■ WORK ITEM
Among the records below, find each line bearing the word "observations" and copy it.

· · · ·

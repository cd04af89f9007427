//! In-round pattern detectors
//!
//! Each detector inspects the trailing observation window and either stays silent, imposes a
//! probability floor, or contributes a multiplicative adjustment. Detectors never see each other;
//! `DetectorSet` combines them with a single rule: multipliers multiply, floors reduce by max.

pub mod abrupt_end;
pub mod plateau;
pub mod recovery;
pub mod volatility;

pub use abrupt_end::AbruptEndDetector;
pub use plateau::PlateauDetector;
pub use recovery::RecoveryDetector;
pub use volatility::VolatilitySpikeDetector;

use crate::config::DetectorConfig;
use crate::types::{Adjustment, AdjustmentSource, AppliedFloor, RoundObservation};
use tracing::debug;

/// Everything a detector may look at
#[derive(Debug, Clone, Copy)]
pub struct DetectorContext<'a> {
    /// Trailing observations, oldest first
    pub window: &'a [RoundObservation],
    pub tick: u32,
    /// Highest value reached so far this round
    pub peak_value: f64,
    /// Current volatility reading, if the caller has one
    pub volatility: Option<f64>,
    /// Tick at which the round first reached the abrupt-end threshold, when the caller tracked it
    pub peak_crossed_at: Option<u32>,
}

impl<'a> DetectorContext<'a> {
    /// Values of the last `n` observations (fewer if the window is shorter)
    pub fn trailing_values(&self, n: usize) -> impl Iterator<Item = f64> + 'a {
        let window: &'a [RoundObservation] = self.window;
        let start = window.len().saturating_sub(n);
        window[start..].iter().map(|o| o.value)
    }
}

/// Result of a single detector
#[derive(Debug, Clone, Copy, PartialEq)]
pub enum Signal {
    NotTriggered,
    Floor { floor: f64, confidence: f64 },
    Multiplier { factor: f64, confidence: f64 },
}

/// Trait for in-round pattern detectors
pub trait PatternDetector: Send + Sync {
    /// Inspect the window and report a floor, a multiplier, or nothing
    fn detect(&self, ctx: &DetectorContext<'_>) -> Signal;

    /// Tag attached to adjustments this detector produces
    fn source(&self) -> AdjustmentSource;

    /// Detector name for logs
    fn name(&self) -> &'static str;
}

/// Combined output of every detector
#[derive(Debug, Clone, Default, PartialEq)]
pub struct DetectorOutcome {
    pub multipliers: Vec<Adjustment>,
    pub floor: Option<AppliedFloor>,
}

impl DetectorOutcome {
    pub fn combined_multiplier(&self) -> f64 {
        self.multipliers.iter().map(|a| a.multiplier).product()
    }
}

/// Ordered list of detectors evaluated together
pub struct DetectorSet {
    detectors: Vec<Box<dyn PatternDetector>>,
}

impl DetectorSet {
    pub fn new() -> Self {
        Self {
            detectors: Vec::new(),
        }
    }

    /// All enabled built-in detectors
    pub fn from_config(config: &DetectorConfig) -> Self {
        let mut set = Self::new();
        if config.abrupt_end.enabled {
            set.push(AbruptEndDetector::new(config.abrupt_end.clone()));
        }
        if config.volatility.enabled {
            set.push(VolatilitySpikeDetector::new(config.volatility.clone()));
        }
        if config.plateau.enabled {
            set.push(PlateauDetector::new(config.plateau.clone()));
        }
        if config.recovery.enabled {
            set.push(RecoveryDetector::new(config.recovery.clone()));
        }
        set
    }

    pub fn push<D: PatternDetector + 'static>(&mut self, detector: D) {
        self.detectors.push(Box::new(detector));
    }

    pub fn len(&self) -> usize {
        self.detectors.len()
    }

    pub fn is_empty(&self) -> bool {
        self.detectors.is_empty()
    }

    /// Run every detector. Multipliers are all kept; of the floors only the highest survives.
    pub fn evaluate(&self, ctx: &DetectorContext<'_>) -> DetectorOutcome {
        let mut outcome = DetectorOutcome::default();

        for detector in &self.detectors {
            match detector.detect(ctx) {
                Signal::NotTriggered => {}
                Signal::Multiplier { factor, confidence } => {
                    debug!(
                        "[Detector] {} multiplier {:.3} (confidence {:.2}) at tick {}",
                        detector.name(),
                        factor,
                        confidence,
                        ctx.tick
                    );
                    outcome.multipliers.push(Adjustment {
                        source: detector.source(),
                        multiplier: factor,
                    });
                }
                Signal::Floor { floor, confidence } => {
                    debug!(
                        "[Detector] {} floor {:.3} (confidence {:.2}) at tick {}",
                        detector.name(),
                        floor,
                        confidence,
                        ctx.tick
                    );
                    let higher = outcome.floor.map(|f| floor > f.floor).unwrap_or(true);
                    if higher {
                        outcome.floor = Some(AppliedFloor {
                            source: detector.source(),
                            floor,
                            confidence,
                        });
                    }
                }
            }
        }

        outcome
    }
}

impl Default for DetectorSet {
    fn default() -> Self {
        Self::from_config(&DetectorConfig::default())
    }
}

· · · ·

■ EXERCISE RESULT
    /// Trailing observations, oldest first
    /// Values of the last `n` observations (fewer if the window is shorter)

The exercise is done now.